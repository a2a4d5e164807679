use crate::core::error::StoreResult;
use tokio::sync::oneshot;

/// Whether a resolution may be answered from the cache
#[derive(Debug, Clone, Copy, PartialEq, Eq)]
pub enum Freshness {
    /// Cache hit answers without a round-trip
    Cached,
    /// Always ask the store, then refresh the cache
    Fresh,
}

#[derive(Debug)]
pub struct ResolveRequest {
    pub contact_identifier: String,
    pub display_name: Option<String>,
    pub freshness: Freshness,
    pub response: oneshot::Sender<StoreResult<String>>,
}

#[derive(Debug)]
pub enum ResolverMessage {
    Resolve(ResolveRequest),
    CachedId {
        contact_identifier: String,
        response: oneshot::Sender<Option<String>>,
    },
    Shutdown,
}

/// Outcome of one lookup-then-create, reported back to the resolver actor
#[derive(Debug)]
pub struct Resolution {
    pub contact_identifier: String,
    pub result: StoreResult<String>,
}
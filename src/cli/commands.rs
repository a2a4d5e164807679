use crate::config::BackendKind;
use clap::{Parser, Subcommand};
use std::path::PathBuf;

#[derive(Parser)]
#[command(name = "chatrelay")]
#[command(author, version, about = "Persist chat events as conversation and message rows", long_about = None)]
pub struct Cli {
    /// Override the backend selected in the settings
    #[arg(short, long, global = true, value_enum)]
    pub backend: Option<BackendKind>,

    #[command(subcommand)]
    pub command: Commands,
}

#[derive(Subcommand)]
pub enum Commands {
    /// Replay JSON-lines chat events into the store
    Ingest {
        /// Event file (reads stdin when omitted)
        #[arg(short, long)]
        file: Option<PathBuf>,
    },

    /// Show the active backend and what it can answer
    Info,
}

________________________

Work instructions
Write out each record exactly, without addition or omission.

Exercise response
repository a2a4d5e164807679
use crate::core::error::StoreResult;
use tokio::sync::oneshot;

/// Whether a resolution may be answered from the cache
#[derive(Debug, Clone, Copy, PartialEq, Eq)]
pub enum Freshness {
    /// Cache hit answers without a round-trip
    Cached,
    /// Always ask the store, then refresh the cache
    Fresh,
}

#[derive(Debug)]
pub struct ResolveRequest {
    pub contact_identifier: String,
    pub display_name: Option<String>,
    pub freshness: Freshness,
    pub response: oneshot::Sender<StoreResult<String>>,
}

#[derive(Debug)]
pub enum ResolverMessage {
    Resolve(ResolveRequest),
    CachedId {
        contact_identifier: String,
        response: oneshot::Sender<Option<String>>,
    },
    Shutdown,
}

/// Outcome of one lookup-then-create, reported back to the resolver actor
#[derive(Debug)]
pub struct Resolution {
    pub contact_identifier: String,
    pub result: StoreResult<String>,
}
filename src/cli/commands.rs
repository a2a4d5e164807679
use crate::config::BackendKind;
use clap::{Parser, Subcommand};
use std::path::PathBuf;

#[derive(Parser)]
#[command(name = "chatrelay")]
#[command(author, version, about = "Persist chat events as conversation and message rows", long_about = None)]
pub struct Cli {
    /// Override the backend selected in the settings
    #[arg(short, long, global = true, value_enum)]
    pub backend: Option<BackendKind>,

    #[command(subcommand)]
    pub command: Commands,
}

#[derive(Subcommand)]
pub enum Commands {
    /// Replay JSON-lines chat events into the store
    Ingest {
        /// Event file (reads stdin when omitted)
        #[arg(short, long)]
        file: Option<PathBuf>,
    },

    /// Show the active backend and what it can answer
    Info,
}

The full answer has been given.